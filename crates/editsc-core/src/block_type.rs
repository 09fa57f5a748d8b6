use serde::{Deserialize, Serialize};

use crate::error::CoreError;

/// Built-in catalog of block kinds the editor knows how to label.
const DEFAULT_BLOCK_TYPES: &str = r#"[
    (id: 0, name: "Air"),
    (id: 1, name: "Bedrock"),
    (id: 2, name: "Dirt"),
    (id: 3, name: "Granite"),
    (id: 8, name: "Grass"),
    (id: 9, name: "Oak Wood"),
    (id: 10, name: "Birch Wood"),
    (id: 11, name: "Spruce Wood"),
    (id: 12, name: "Oak Leaves"),
    (id: 13, name: "Birch Leaves"),
    (id: 14, name: "Spruce Leaves"),
    (id: 15, name: "Glass"),
    (id: 16, name: "Coal Ore"),
]"#;

/// A single block-type definition.
#[derive(Debug, Clone, PartialEq, Eq, Serialize, Deserialize)]
pub struct BlockTypeDef {
    /// Block-type id as stored in bits [0:9] of a block word.
    pub id: u32,
    /// Human-readable name for reports.
    pub name: String,
}

/// Collection of block-type definitions indexed by id.
#[derive(Debug, Clone, Default)]
pub struct BlockTypeTable {
    pub types: Vec<BlockTypeDef>,
}

impl BlockTypeTable {
    /// Parse a RON list of `(id, name)` definitions.
    pub fn from_ron_str(ron_str: &str) -> Result<Self, CoreError> {
        let options = ron::Options::default();
        let types: Vec<BlockTypeDef> = options
            .from_str(ron_str)
            .map_err(|e| CoreError::BlockTypeParse(e.to_string()))?;
        Ok(Self { types })
    }

    /// The built-in catalog.
    pub fn defaults() -> Result<Self, CoreError> {
        Self::from_ron_str(DEFAULT_BLOCK_TYPES)
    }

    pub fn get(&self, id: u32) -> Option<&BlockTypeDef> {
        self.types.iter().find(|t| t.id == id)
    }

    /// Name for `id`, or `"Unknown"` when the catalog has no entry.
    pub fn name_of(&self, id: u32) -> &str {
        self.get(id).map(|t| t.name.as_str()).unwrap_or("Unknown")
    }
}

#[cfg(test)]
mod tests {
    use super::*;

    #[test]
    fn test_default_catalog_parses() {
        let table = BlockTypeTable::from_ron_str(DEFAULT_BLOCK_TYPES).expect("valid RON");
        assert_eq!(table.types.len(), 13);
        assert_eq!(table.name_of(0), "Air");
        assert_eq!(table.name_of(8), "Grass");
        assert_eq!(table.name_of(16), "Coal Ore");
    }

    #[test]
    fn test_unknown_id() {
        let table = BlockTypeTable::defaults().expect("embedded catalog");
        assert_eq!(table.types.len(), 13);
        assert!(table.get(1023).is_none());
        assert_eq!(table.name_of(1023), "Unknown");
    }

    #[test]
    fn test_invalid_ron_rejected() {
        let result = BlockTypeTable::from_ron_str("[(id: \"x\")]");
        assert!(matches!(result, Err(CoreError::BlockTypeParse(_))));
    }
}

▬▬▬▬▬▬▬▬▬▬

## Work required
Search the entries above for the word "Debug" and copy each line where it appears.

## Response below
#[derive(Debug, Clone, PartialEq, Eq, Serialize, Deserialize)]
#[derive(Debug, Clone, Default)]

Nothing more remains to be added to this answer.